How can a few people decide what we view online?

If news reports are to be believed, the list issued by the government contained those sites that they considered propagandist; some wrote against the Government, Islam and Christianity. Of these, four were blogspot blogs, and one was on typepad. That’s just five of 17 in this list (there are reports of others that have been blocked in the past) that made me, and the world, aware that access to sites was being controlled in India.

On the face of it, even a thousand is but a drop in an ocean of millions of websites, but it also seems to be a case of ‘Have power, will use’ – the list seems arbitrary since one is a blank blog, another aggregates news related to the word ‘Hindu’ and yet another is a blog with two harmless posts, both posted in 2004. The IT act has given the Ministry of Communications and CERT-IN the right to block access, hence they will do so.

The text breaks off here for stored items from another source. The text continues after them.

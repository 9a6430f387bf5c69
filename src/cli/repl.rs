//! REPL implementation
//!
//! This module implements the interactive Read-Eval-Print Loop for Schema-Browser.

use crate::cli::commands::{format_error, Command, CommandHandler, CommandType};
use crate::config::{ProfileStore, Settings};
use crate::database::session::Connectivity;
use crate::error::{BrowserError, Result};
use crate::workspace::SharedWorkspace;
use rustyline::completion::Completer;
use rustyline::error::ReadlineError;
use rustyline::highlight::Highlighter;
use rustyline::hint::Hinter;
use rustyline::history::DefaultHistory;
use rustyline::validate::Validator;
use rustyline::Context;
use rustyline::Helper;
use rustyline::{CompletionType, Config, Editor};
use std::path::PathBuf;
use std::sync::Arc;

const COMMANDS: &[&str] = &[
    "/connect",
    "/open",
    "/test",
    "/disconnect",
    "/status",
    "/profiles",
    "/save",
    "/forget",
    "/schemas",
    "/tables",
    "/columns",
    "/refresh",
    "/history",
    "/page",
    "/find",
    "/help",
    "/quit",
    "/exit",
];

/// Schema-Browser command completer
struct SchemaBrowserCompleter;

impl Completer for SchemaBrowserCompleter {
    type Candidate = String;

    fn complete(
        &self,
        line: &str,
        _pos: usize,
        _ctx: &Context<'_>,
    ) -> std::result::Result<(usize, Vec<String>), ReadlineError> {
        if line.starts_with('/') && !line.contains(' ') {
            let matches: Vec<String> = COMMANDS
                .iter()
                .filter(|cmd| cmd.starts_with(line))
                .map(|s| s.to_string())
                .collect();
            Ok((0, matches))
        } else {
            Ok((0, vec![]))
        }
    }
}

impl Hinter for SchemaBrowserCompleter {
    type Hint = String;
}

impl Highlighter for SchemaBrowserCompleter {}

impl Validator for SchemaBrowserCompleter {}

impl Helper for SchemaBrowserCompleter {}

/// Schema-Browser REPL
pub struct Repl {
    /// The rustyline editor
    editor: Editor<SchemaBrowserCompleter, DefaultHistory>,
    /// Whether the REPL should continue running
    running: bool,
    history_path: PathBuf,
    workspace: SharedWorkspace,
    handler: CommandHandler,
}

impl Repl {
    /// Create a new REPL instance
    pub fn new(
        workspace: SharedWorkspace,
        store: Arc<dyn ProfileStore + Send + Sync>,
        settings: &Settings,
    ) -> Result<Self> {
        let config = Config::builder()
            .history_ignore_space(true)
            .completion_type(CompletionType::List)
            .auto_add_history(true)
            .build();

        let mut editor = Editor::<SchemaBrowserCompleter, DefaultHistory>::with_config(config)
            .map_err(|e| {
                BrowserError::Io(std::io::Error::new(
                    std::io::ErrorKind::Other,
                    format!("Failed to initialize editor: {}", e),
                ))
            })?;

        editor.set_helper(Some(SchemaBrowserCompleter));

        let history_path = dirs::home_dir()
            .map(|p| p.join(".schema-browser").join("history"))
            .unwrap_or_else(|| ".schema-browser-history".into());

        if let Err(e) = editor.load_history(&history_path) {
            tracing::debug!(error = %e, "no readline history loaded");
        }

        let handler = CommandHandler::new(workspace.clone(), store, settings.page_size);

        Ok(Self {
            editor,
            running: true,
            history_path,
            workspace,
            handler,
        })
    }

    /// Run the REPL loop
    pub async fn run(&mut self) -> Result<()> {
        self.print_welcome();

        while self.running {
            let prompt = self.prompt().await;
            match self.editor.readline(&prompt) {
                Ok(line) => {
                    let line = line.trim();

                    if line.is_empty() {
                        continue;
                    }

                    match Command::parse(line) {
                        Ok(command) => {
                            self.handle_command(command).await;
                        }
                        Err(e) => {
                            println!("{}", format_error(&e));
                        }
                    }
                }
                Err(ReadlineError::Interrupted) => {
                    println!("^C");
                    continue;
                }
                Err(ReadlineError::Eof) => {
                    println!();
                    self.running = false;
                }
                Err(err) => {
                    println!("Error: {:?}", err);
                    self.running = false;
                }
            }
        }

        self.workspace.lock().await.disconnect().await;
        self.save_history();

        Ok(())
    }

    async fn prompt(&self) -> String {
        let ws = self.workspace.lock().await;
        match (ws.connectivity(), ws.current_profile()) {
            (Connectivity::Connected, Some(profile)) => format!("{}> ", profile.database),
            (Connectivity::Failed(_), _) => "(failed)> ".to_string(),
            _ => "> ".to_string(),
        }
    }

    fn save_history(&mut self) {
        if let Some(parent) = self.history_path.parent() {
            if let Err(e) = std::fs::create_dir_all(parent) {
                tracing::warn!(error = %e, "could not create history directory");
                return;
            }
        }
        if let Err(e) = self.editor.save_history(&self.history_path) {
            tracing::warn!(error = %e, "could not save readline history");
        }
    }

    fn print_welcome(&self) {
        println!();
        println!("Schema-Browser v{}", env!("CARGO_PKG_VERSION"));
        println!("PostgreSQL session and schema browser");
        println!();
        println!("Type /help for available commands. Anything else runs as SQL.");
        println!();
    }

    /// Handle a command
    async fn handle_command(&mut self, command: Command) {
        if command.command_type == CommandType::Quit {
            self.running = false;
        }

        match self.handler.handle(&command).await {
            Ok(msg) => {
                println!("{}", msg);
            }
            Err(e) => {
                println!("{}", format_error(&e));
            }
        }
    }
}
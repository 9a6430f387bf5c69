//! Query results
//!
//! Converts raw driver responses into the engine-independent `QueryResult`
//! shape, and offers paging and search over it for display.

use crate::database::driver::DriverResponse;
use crate::database::types::TypeCatalog;
use crate::database::value::Value;
use serde::{Deserialize, Serialize};
use std::time::Duration;

/// A typed field descriptor
#[derive(Debug, Clone, PartialEq, Serialize, Deserialize)]
pub struct FieldDescriptor {
    pub name: String,
    pub data_type: String,
}

/// One result row, column order preserved
#[derive(Debug, Clone, Default, PartialEq, Serialize, Deserialize)]
pub struct Row {
    cells: Vec<(String, Value)>,
}

impl Row {
    /// Build a row from `(column, value)` pairs
    pub fn new(cells: Vec<(String, Value)>) -> Self {
        Self { cells }
    }

    /// Value of the first column with this name
    pub fn get(&self, column: &str) -> Option<&Value> {
        self.cells
            .iter()
            .find(|(name, _)| name == column)
            .map(|(_, value)| value)
    }

    /// Values in column order
    pub fn values(&self) -> impl Iterator<Item = &Value> {
        self.cells.iter().map(|(_, value)| value)
    }

    pub fn len(&self) -> usize {
        self.cells.len()
    }

    pub fn is_empty(&self) -> bool {
        self.cells.is_empty()
    }
}

/// Normalized result of a statement
#[derive(Debug, Clone, PartialEq, Serialize, Deserialize)]
pub struct QueryResult {
    pub rows: Vec<Row>,
    /// Empty for statements that return no rows
    pub fields: Vec<FieldDescriptor>,
    /// `rows.len()` for row-returning statements, affected rows otherwise
    pub row_count: u64,
    pub command: String,
    pub duration: Duration,
}

/// A window over a result's rows
#[derive(Debug, Clone, PartialEq)]
pub struct ResultPage<'a> {
    /// Zero-based page index, clamped to the last page
    pub index: usize,
    pub total_pages: usize,
    pub rows: &'a [Row],
}

impl QueryResult {
    /// Normalize a raw driver response.
    ///
    /// Field types go through the type catalog, so unknown identifiers still
    /// produce a displayable name.
    pub fn from_driver(response: DriverResponse, duration: Duration) -> Self {
        let DriverResponse {
            rows,
            fields,
            row_count,
            command_tag,
        } = response;

        let rows: Vec<Row> = rows
            .into_iter()
            .map(|values| {
                Row::new(
                    fields
                        .iter()
                        .map(|f| f.name.clone())
                        .zip(values)
                        .collect(),
                )
            })
            .collect();

        let row_count = if fields.is_empty() {
            row_count
        } else {
            rows.len() as u64
        };

        let fields = fields
            .into_iter()
            .map(|f| FieldDescriptor {
                data_type: TypeCatalog::resolve(f.type_id).into_owned(),
                name: f.name,
            })
            .collect();

        Self {
            rows,
            fields,
            row_count,
            command: command_tag,
            duration,
        }
    }

    /// Whether the statement produced a row set
    pub fn returns_rows(&self) -> bool {
        !self.fields.is_empty()
    }

    /// Slice out one page of rows
    pub fn page(&self, index: usize, page_size: usize) -> ResultPage<'_> {
        let page_size = page_size.max(1);
        let total_pages = self.rows.len().div_ceil(page_size).max(1);
        let index = index.min(total_pages - 1);
        let start = (index * page_size).min(self.rows.len());
        let end = (start + page_size).min(self.rows.len());

        ResultPage {
            index,
            total_pages,
            rows: &self.rows[start..end],
        }
    }

    /// Rows where any cell contains `needle`, ignoring case
    pub fn search(&self, needle: &str) -> Vec<&Row> {
        let needle = needle.to_lowercase();
        if needle.is_empty() {
            return self.rows.iter().collect();
        }
        self.rows
            .iter()
            .filter(|row| {
                row.values()
                    .any(|v| !v.is_null() && v.to_string().to_lowercase().contains(&needle))
            })
            .collect()
    }
}
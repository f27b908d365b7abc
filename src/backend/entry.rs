//! Cache Entry Module
//!
//! Defines the structure for individual stored payloads with TTL support.

use std::time::{Duration, Instant};

// == Cache Entry ==
/// A serialized payload with an optional absolute expiry.
#[derive(Debug, Clone)]
pub struct CacheEntry {
    /// The stored bytes
    pub payload: Vec<u8>,
    /// Expiry instant, `None` = never expires
    pub expires_at: Option<Instant>,
}

impl CacheEntry {
    // == Constructor ==
    /// Creates a new entry expiring `ttl` from now, or never when `ttl` is `None`.
    ///
    /// A `ttl` too large to represent as an instant never expires.
    pub fn new(payload: Vec<u8>, ttl: Option<Duration>) -> Self {
        Self {
            payload,
            expires_at: ttl.and_then(|ttl| Instant::now().checked_add(ttl)),
        }
    }

    // == Is Expired ==
    /// Checks whether the entry is logically absent.
    ///
    /// An entry expires once the current instant is strictly past its expiry.
    pub fn is_expired(&self) -> bool {
        self.is_expired_at(Instant::now())
    }

    /// Same as [`is_expired`](Self::is_expired) against a fixed instant, so
    /// that a scan over many entries uses one clock reading.
    pub fn is_expired_at(&self, now: Instant) -> bool {
        match self.expires_at {
            Some(expires) => now > expires,
            None => false,
        }
    }

    // == Time To Live ==
    /// Returns the remaining TTL, `Some(ZERO)` once expired, `None` if unbounded.
    pub fn ttl_remaining(&self) -> Option<Duration> {
        self.expires_at
            .map(|expires| expires.saturating_duration_since(Instant::now()))
    }
}

// == Unit Tests ==
#[cfg(test)]
mod tests {
    use super::*;
    use std::thread::sleep;

    #[test]
    fn test_entry_creation_no_ttl() {
        let entry = CacheEntry::new(b"test_value".to_vec(), None);

        assert_eq!(entry.payload, b"test_value");
        assert!(entry.expires_at.is_none());
        assert!(!entry.is_expired());
        assert!(entry.ttl_remaining().is_none());
    }

    #[test]
    fn test_entry_creation_with_ttl() {
        let entry = CacheEntry::new(b"test_value".to_vec(), Some(Duration::from_secs(60)));

        assert!(entry.expires_at.is_some());
        assert!(!entry.is_expired());
    }

    #[test]
    fn test_entry_expiration() {
        let entry = CacheEntry::new(b"v".to_vec(), Some(Duration::from_millis(50)));

        assert!(!entry.is_expired());

        sleep(Duration::from_millis(80));

        assert!(entry.is_expired());
        assert_eq!(entry.ttl_remaining(), Some(Duration::ZERO));
    }

    #[test]
    fn test_ttl_remaining() {
        let entry = CacheEntry::new(b"v".to_vec(), Some(Duration::from_secs(10)));

        let remaining = entry.ttl_remaining().unwrap();
        assert!(remaining <= Duration::from_secs(10));
        assert!(remaining >= Duration::from_secs(9));
    }

    #[test]
    fn test_unrepresentable_ttl_never_expires() {
        let entry = CacheEntry::new(b"v".to_vec(), Some(Duration::MAX));

        assert!(entry.expires_at.is_none());
        assert!(!entry.is_expired());
    }

    #[test]
    fn test_expiration_boundary_condition() {
        let now = Instant::now();
        let entry = CacheEntry {
            payload: Vec::new(),
            expires_at: Some(now),
        };

        // Exactly at the expiry instant the entry is still live
        assert!(!entry.is_expired_at(now));
        assert!(entry.is_expired_at(now + Duration::from_nanos(1)));
    }
}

Of course, not many would have noticed this ban had it not been for incompetence across the board – the Indian ISP’s simply blocked domains instead of specific sites.

But there are positives to take from this problem – Bloggers have grouped to fight this gagging, and a massive information gathering and disseminating exercise was undertaken as ISP after ISP began blocking access. The biggest positive is that many bloggers have filed RTI petitions and asked for answers, and shall probably do so for other issues even after this is dead and buried. The veil of secrecy, the security blanket that the government hides beneath, has been lifted just that little bit more.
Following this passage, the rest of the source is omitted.